Date: 7th of June, 2021
Time: 16:00 (CET)
Title: Uncovering Unknown Unknowns in Machine Learning
Abstract: The performance of machine learning (ML) models depends both on the learning algorithms, as well as the data used for training and evaluation. The role of the algorithms is well studied and the focus of a multitude of challenges, such as SQuAD, GLUE, ImageNet, and many others. In addition, there have been efforts to also improve the data, including a series of workshops addressing issues for ML evaluation. In contrast, research and challenges that focus on the data used for evaluation of ML models are not commonplace. Furthermore, many evaluation datasets contain items that are easy to evaluate, e.g., photos with a subject that is easy to identify, and thus they miss the natural ambiguity of real world context. The absence of ambiguous real-world examples in evaluation undermines the ability to reliably test machine learning performance, which makes ML models prone to develop “weak spots”, i.e., classes of examples that are difficult or impossible for a model to accurately evaluate, because that class of examples is missing from the evaluation set. To address the problem of identifying these weaknesses in ML models, we recently launched the Crowdsourcing Adverse Test Sets for Machine Learning (CATS4ML) Data Challenge at HCOMP 2020 open to researchers and developers worldwide. The goal of the challenge is to raise the bar in ML evaluation sets and to find as many examples as possible that are confusing or otherwise problematic for algorithms to process. CATS4ML relies on people’s abilities and intuition to spot new data examples about which machine learning is confident, but actually misclassified. This first edition of the CATS4ML Data Challenge focuses on visual recognition, using images and labels from the Open Images Dataset. The target images for the challenge are selected from the Open Images Dataset along with a set of 24 target labels from the same dataset. The challenge participants are invited to invent new and creative ways to explore this existing publicly available dataset and, focussed on a list of pre-selected target labels, discover examples of unknown unknowns for ML models. For more details read the blog post: https://ai.googleblog.com/2021/02/uncovering-unknown-unknowns-in-machine.html
Speaker Biography: Lora Aroyo is a Research Scientist at Google, NY currently working on human-labeled data quality . She is best known for her work on CrowdTruth crowdsourcing methodology.
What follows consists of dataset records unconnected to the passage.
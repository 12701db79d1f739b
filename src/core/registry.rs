use super::error::PtyError;
use super::session::PtySession;

/// Insertion-ordered `id -> PtySession` mapping, owned solely by the
/// supervisor thread.
///
/// A `Vec` rather than a concurrent map is deliberate: the registry has
/// exactly one caller (the supervisor loop never hands it to another
/// thread), so there is nothing to synchronize, and iteration order needs
/// to match creation order, which a hash-based map would not guarantee
/// without extra bookkeeping. Lookup is O(n), acceptable for the expected
/// handful of concurrent sessions (§4.G).
pub struct SessionRegistry {
    sessions: Vec<PtySession>,
    next_id: u32,
}

impl Default for SessionRegistry {
    fn default() -> Self {
        Self::new()
    }
}

impl SessionRegistry {
    pub fn new() -> Self {
        Self {
            sessions: Vec::new(),
            next_id: 1,
        }
    }

    /// Allocates the next id and takes ownership of `session`. Ids are
    /// never reused, even after the session they were assigned to is
    /// removed.
    pub fn next_id(&mut self) -> Result<u32, PtyError> {
        let id = self.next_id;
        self.next_id = self.next_id.checked_add(1).ok_or(PtyError::IdOverflow)?;
        Ok(id)
    }

    pub fn insert(&mut self, session: PtySession) {
        self.sessions.push(session);
    }

    pub fn get(&self, id: u32) -> Option<&PtySession> {
        self.sessions.iter().find(|s| s.id() == id)
    }

    pub fn remove(&mut self, id: u32) -> Option<PtySession> {
        let index = self.sessions.iter().position(|s| s.id() == id)?;
        Some(self.sessions.remove(index))
    }

    /// Iterates in creation order.
    pub fn iter(&self) -> impl Iterator<Item = &PtySession> {
        self.sessions.iter()
    }

    pub fn iter_mut(&mut self) -> impl Iterator<Item = &mut PtySession> {
        self.sessions.iter_mut()
    }

    pub fn ids(&self) -> Vec<u32> {
        self.sessions.iter().map(|s| s.id()).collect()
    }

    pub fn is_empty(&self) -> bool {
        self.sessions.is_empty()
    }
}
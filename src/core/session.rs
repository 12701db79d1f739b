use std::collections::HashMap;
use std::sync::Arc;

use super::activity::ActivitySignal;
use super::decoder::Utf8IncrementalDecoder;
use super::error::PtyError;
use super::platform::{self, PtyHandle};
use super::reader::NonblockingByteReader;
use super::writer::NonblockingWriter;

/// One PTY plus its attached child process, as seen by the server: the
/// platform handle used for resize/terminate/liveness, the reader/writer
/// pair driving its I/O, and the decoder that turns its raw bytes into
/// well-formed text (§4.F).
pub struct PtySession {
    id: u32,
    handle: PtyHandle,
    reader: NonblockingByteReader,
    writer: NonblockingWriter,
    decoder: Utf8IncrementalDecoder,
}

impl PtySession {
    /// Spawns `argv` in a new PTY sized to (`rows`, `columns`) with `env` as
    /// its full environment, and wires up its reader/writer/decoder.
    #[allow(clippy::too_many_arguments)]
    pub fn spawn(
        id: u32,
        argv: &[String],
        rows: u16,
        columns: u16,
        env: &HashMap<String, String>,
        chunk_size: usize,
        activity: Arc<ActivitySignal>,
    ) -> Result<Self, PtyError> {
        let handle = platform::spawn(argv, rows, columns, env)?;
        let reader = NonblockingByteReader::spawn(handle.reader()?, chunk_size, activity.clone());
        let writer = NonblockingWriter::spawn(id, handle.writer()?, activity);

        Ok(Self {
            id,
            handle,
            reader,
            writer,
            decoder: Utf8IncrementalDecoder::new(),
        })
    }

    pub fn id(&self) -> u32 {
        self.id
    }

    /// Takes at most one buffered chunk and decodes it. Returns `None` if
    /// nothing was waiting — callers must not loop this within one
    /// supervisor pass (§4.J fairness rule: one chunk per session per pass).
    pub fn take_output(&mut self) -> Option<String> {
        let chunk = self.reader.read()?;
        Some(self.decoder.decode(&chunk))
    }

    /// Drains and sums every credit produced since the last call. Returns
    /// `0` if nothing was written.
    pub fn drain_chars_written(&self) -> u32 {
        let mut total = 0u32;
        while let Some(chars) = self.writer.next_chars_written() {
            total += chars;
        }
        total
    }

    pub fn enqueue_write(&self, data: String) {
        self.writer.write(data);
    }

    pub fn permit_data_size(&self, size: i64) {
        self.reader.permit_data_size(size);
    }

    pub fn resize(&self, rows: u16, columns: u16) -> Result<(), PtyError> {
        platform::resize(&self.handle, rows, columns)
    }

    pub fn is_alive(&mut self) -> bool {
        platform::is_alive(&mut self.handle)
    }

    pub fn terminate(&mut self) -> Result<(), PtyError> {
        platform::terminate(&mut self.handle)
    }

    /// Opens the reader's valve wide enough that any output still pending
    /// behind the PTY can drain before the session is reaped — used by
    /// `terminate` (§4.H): a dying child's last words shouldn't be dropped
    /// just because the controller's last permit was small.
    pub fn drain_permit(&self) {
        self.reader.permit_data_size(1 << 30);
    }

    pub fn pid(&self) -> Option<u32> {
        self.handle.pid()
    }

    /// Joins the reader worker thread. Safe to call once the session has
    /// been observed dead: the child's exit closes the PTY's slave side,
    /// which unblocks the reader's final read with EOF. The writer thread
    /// is deliberately not joined here — per §5 it may be parked forever
    /// waiting on an empty queue, and that is fine for a daemon-equivalent
    /// thread torn down at process exit.
    pub fn join_reader(&self) {
        self.reader.join();
    }
}
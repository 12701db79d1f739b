/// Stateful UTF-8 decoder that carries partial code points across chunk
/// boundaries.
///
/// A PTY reader delivers byte chunks at arbitrary boundaries; a multi-byte
/// UTF-8 character can straddle two chunks. Decoding each chunk independently
/// with `String::from_utf8_lossy` would replace the split sequence with
/// U+FFFD on both sides. This decoder buffers the incomplete trailing bytes
/// and prepends them to the next chunk instead. Genuinely invalid bytes (not
/// just incomplete ones) are replaced, never fatal — decoding lenience is a
/// protocol requirement (§4.E), not just a convenience.
pub struct Utf8IncrementalDecoder {
    /// Bytes making up an incomplete trailing sequence from the last call
    /// (at most 3 bytes — a 4-byte sequence is never incomplete past 3).
    pending: Vec<u8>,
}

impl Default for Utf8IncrementalDecoder {
    fn default() -> Self {
        Self::new()
    }
}

impl Utf8IncrementalDecoder {
    pub fn new() -> Self {
        Self {
            pending: Vec::with_capacity(4),
        }
    }

    /// Decodes `input`, returning a valid `String`. Any trailing incomplete
    /// sequence is retained internally for the next call.
    pub fn decode(&mut self, input: &[u8]) -> String {
        let mut data = std::mem::take(&mut self.pending);
        data.extend_from_slice(input);

        let mut out = String::with_capacity(data.len());
        let mut rest = &data[..];

        loop {
            match std::str::from_utf8(rest) {
                Ok(valid) => {
                    out.push_str(valid);
                    rest = &[];
                    break;
                }
                Err(e) => {
                    let valid_up_to = e.valid_up_to();
                    // Safety: `valid_up_to` is guaranteed valid UTF-8 by str::from_utf8.
                    out.push_str(std::str::from_utf8(&rest[..valid_up_to]).unwrap());

                    match e.error_len() {
                        None => {
                            // Incomplete sequence at the end of `rest` — buffer it
                            // for the next chunk and stop.
                            self.pending = rest[valid_up_to..].to_vec();
                            rest = &[];
                            break;
                        }
                        Some(bad_len) => {
                            // Genuinely malformed bytes: replace and skip past them.
                            out.push('\u{FFFD}');
                            rest = &rest[valid_up_to + bad_len..];
                        }
                    }
                }
            }
        }

        out
    }
}
use std::collections::HashMap;
use std::io::Write;
use std::sync::Arc;

use serde::Deserialize;

use super::activity::ActivitySignal;
use super::error::PtyError;
use super::events::EventEmitter;
use super::registry::SessionRegistry;
use super::session::PtySession;

/// One parsed command line (§4.H). Field names match the wire protocol
/// exactly except `columns`, which the wire calls `columns` too — kept
/// here verbatim rather than renamed to `cols` so the struct is a direct
/// mirror of the JSON shape.
#[derive(Debug, Deserialize)]
#[serde(tag = "type")]
enum Command {
    #[serde(rename = "create")]
    Create {
        argv: Vec<String>,
        rows: u16,
        columns: u16,
        env: Option<HashMap<String, String>>,
        #[serde(default, rename = "extraEnv")]
        extra_env: HashMap<String, String>,
    },
    #[serde(rename = "write")]
    Write { id: u32, data: String },
    #[serde(rename = "resize")]
    Resize { id: u32, rows: u16, columns: u16 },
    #[serde(rename = "permit-data-size")]
    PermitDataSize { id: u32, size: i64 },
    #[serde(rename = "terminate")]
    Terminate {},
}

/// What the supervisor should do after processing one command.
#[derive(Debug, PartialEq, Eq)]
pub enum DispatchOutcome {
    Continue,
    Stop,
}

/// Parses and applies one command line against the registry (§4.H).
///
/// Every failure mode here — bad JSON, an unknown `type`, a reference to a
/// session id that doesn't exist, a failed spawn — is logged and absorbed;
/// none of them changes the dispatch outcome or reaches the controller as
/// an event (§7).
pub struct Dispatcher {
    activity: Arc<ActivitySignal>,
    chunk_size: usize,
    max_sessions: Option<usize>,
}

impl Dispatcher {
    pub fn new(activity: Arc<ActivitySignal>, chunk_size: usize, max_sessions: Option<usize>) -> Self {
        Self {
            activity,
            chunk_size,
            max_sessions,
        }
    }

    pub fn dispatch<W: Write>(
        &self,
        line: &str,
        registry: &mut SessionRegistry,
        emitter: &mut EventEmitter<W>,
    ) -> DispatchOutcome {
        let trimmed = line.trim_end();
        if trimmed.is_empty() {
            return DispatchOutcome::Continue;
        }

        let command: Command = match serde_json::from_str(trimmed) {
            Ok(command) => command,
            Err(e) => {
                log::warn!("ignoring malformed command ({e}): {trimmed}");
                return DispatchOutcome::Continue;
            }
        };

        match command {
            Command::Create {
                argv,
                rows,
                columns,
                env,
                extra_env,
            } => self.handle_create(registry, emitter, argv, rows, columns, env, extra_env),
            Command::Write { id, data } => {
                match registry.get(id) {
                    Some(session) => session.enqueue_write(data),
                    None => log::warn!("{}", PtyError::SessionNotFound(id)),
                }
                DispatchOutcome::Continue
            }
            Command::Resize { id, rows, columns } => {
                if rows == 0 || columns == 0 {
                    log::warn!("resize: rows and columns must be > 0");
                    return DispatchOutcome::Continue;
                }
                match registry.get(id) {
                    Some(session) => {
                        if let Err(e) = session.resize(rows, columns) {
                            log::warn!("session {id}: {e}");
                        }
                    }
                    None => log::warn!("{}", PtyError::SessionNotFound(id)),
                }
                DispatchOutcome::Continue
            }
            Command::PermitDataSize { id, size } => {
                match registry.get(id) {
                    Some(session) => session.permit_data_size(size),
                    None => log::warn!("{}", PtyError::SessionNotFound(id)),
                }
                DispatchOutcome::Continue
            }
            Command::Terminate {} => {
                for session in registry.iter_mut() {
                    if let Err(e) = session.terminate() {
                        log::warn!("failed to terminate session {}: {e}", session.id());
                    }
                    // Open the valve so any output still sitting behind the
                    // dying child can drain before the supervisor reaps it.
                    session.drain_permit();
                }
                DispatchOutcome::Stop
            }
        }
    }

    #[allow(clippy::too_many_arguments)]
    fn handle_create<W: Write>(
        &self,
        registry: &mut SessionRegistry,
        emitter: &mut EventEmitter<W>,
        argv: Vec<String>,
        rows: u16,
        columns: u16,
        env: Option<HashMap<String, String>>,
        extra_env: HashMap<String, String>,
    ) -> DispatchOutcome {
        if argv.is_empty() || rows == 0 || columns == 0 {
            log::warn!("create: argv must be non-empty and rows/columns must be > 0");
            return DispatchOutcome::Continue;
        }

        if let Some(max) = self.max_sessions {
            if registry.iter().count() >= max {
                log::warn!(
                    "session count already at the configured soft cap ({max}); creating anyway"
                );
            }
        }

        let mut merged = env.unwrap_or_else(|| std::env::vars().collect());
        merged.extend(extra_env);
        apply_platform_path_fixup(&mut merged);

        let id = match registry.next_id() {
            Ok(id) => id,
            Err(e) => {
                log::error!("create: {e}");
                return DispatchOutcome::Continue;
            }
        };

        match PtySession::spawn(
            id,
            &argv,
            rows,
            columns,
            &merged,
            self.chunk_size,
            self.activity.clone(),
        ) {
            Ok(session) => {
                log::info!("spawned session {id} (pid={:?}, argv={argv:?})", session.pid());
                registry.insert(session);
                emitter.created(id);
            }
            Err(e) => log::error!("create: failed to spawn session {id}: {e}"),
        }

        DispatchOutcome::Continue
    }
}

/// On the POSIX-over-Windows-emulation platform, renames a bare `Path` to
/// `PATH` if needed and rewrites it to POSIX form via the platform adapter
/// (§4.K, §6). A no-op everywhere else.
#[cfg(target_os = "cygwin")]
fn apply_platform_path_fixup(env: &mut HashMap<String, String>) {
    use super::platform;

    if !env.contains_key("PATH") {
        if let Some(path) = env.remove("Path") {
            env.insert("PATH".to_string(), path);
        }
    }

    if let Some(path) = env.get("PATH").cloned() {
        match platform::convert_path_variable(&path) {
            Ok(converted) => {
                env.insert("PATH".to_string(), converted);
            }
            Err(e) => log::warn!("create: failed to convert PATH for child environment: {e}"),
        }
    }
}

#[cfg(not(target_os = "cygwin"))]
fn apply_platform_path_fixup(_env: &mut HashMap<String, String>) {}

#[cfg(test)]
mod tests {
    use super::*;

    fn emitter() -> EventEmitter<Vec<u8>> {
        EventEmitter::new(Vec::new())
    }

    #[test]
    fn unknown_type_is_ignored_not_fatal() {
        let dispatcher = Dispatcher::new(Arc::new(ActivitySignal::new()), 1024, None);
        let mut registry = SessionRegistry::new();
        let mut emitter = emitter();
        let outcome = dispatcher.dispatch(
            r#"{"type":"frobnicate"}"#,
            &mut registry,
            &mut emitter,
        );
        assert_eq!(outcome, DispatchOutcome::Continue);
    }

    #[test]
    fn invalid_json_is_ignored_not_fatal() {
        let dispatcher = Dispatcher::new(Arc::new(ActivitySignal::new()), 1024, None);
        let mut registry = SessionRegistry::new();
        let mut emitter = emitter();
        let outcome = dispatcher.dispatch("{not json", &mut registry, &mut emitter);
        assert_eq!(outcome, DispatchOutcome::Continue);
    }

    #[test]
    fn write_to_unknown_session_is_ignored() {
        let dispatcher = Dispatcher::new(Arc::new(ActivitySignal::new()), 1024, None);
        let mut registry = SessionRegistry::new();
        let mut emitter = emitter();
        let outcome = dispatcher.dispatch(
            r#"{"type":"write","id":999,"data":"x"}"#,
            &mut registry,
            &mut emitter,
        );
        assert_eq!(outcome, DispatchOutcome::Continue);
    }

    #[test]
    fn only_terminate_returns_stop() {
        let dispatcher = Dispatcher::new(Arc::new(ActivitySignal::new()), 1024, None);
        let mut registry = SessionRegistry::new();
        let mut emitter = emitter();
        let outcome = dispatcher.dispatch(r#"{"type":"terminate"}"#, &mut registry, &mut emitter);
        assert_eq!(outcome, DispatchOutcome::Stop);
    }
}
Throughout her career, Lora was a principal investigator of a large number of research projects bringing together methods and tools from human computation, linked (open) data, data science & human-computer interaction with the goal of building hybrid human-AI systems for understanding text, images, and videos with humans-in-the-loop. Her research projects focussing on personalized access to online multimedia have a major impact and established her as a recognized leader in human computation techniques for digital humanities, cultural heritage, and interactive TV. Prior to joining Google, she worked at the VU University Amsterdam as Full Professor in Computer Science and was Chief Scientist at NY-based startup Tagasauris. She is a four times holder of IBM Faculty Award for her work on CrowdTruth used in adapting the IBM Watson system to the medical domain and in capturing ambiguity in understanding misinformation. She is currently president of the User Modeling Inc, which acts as a steering committee for the UMAP conference series.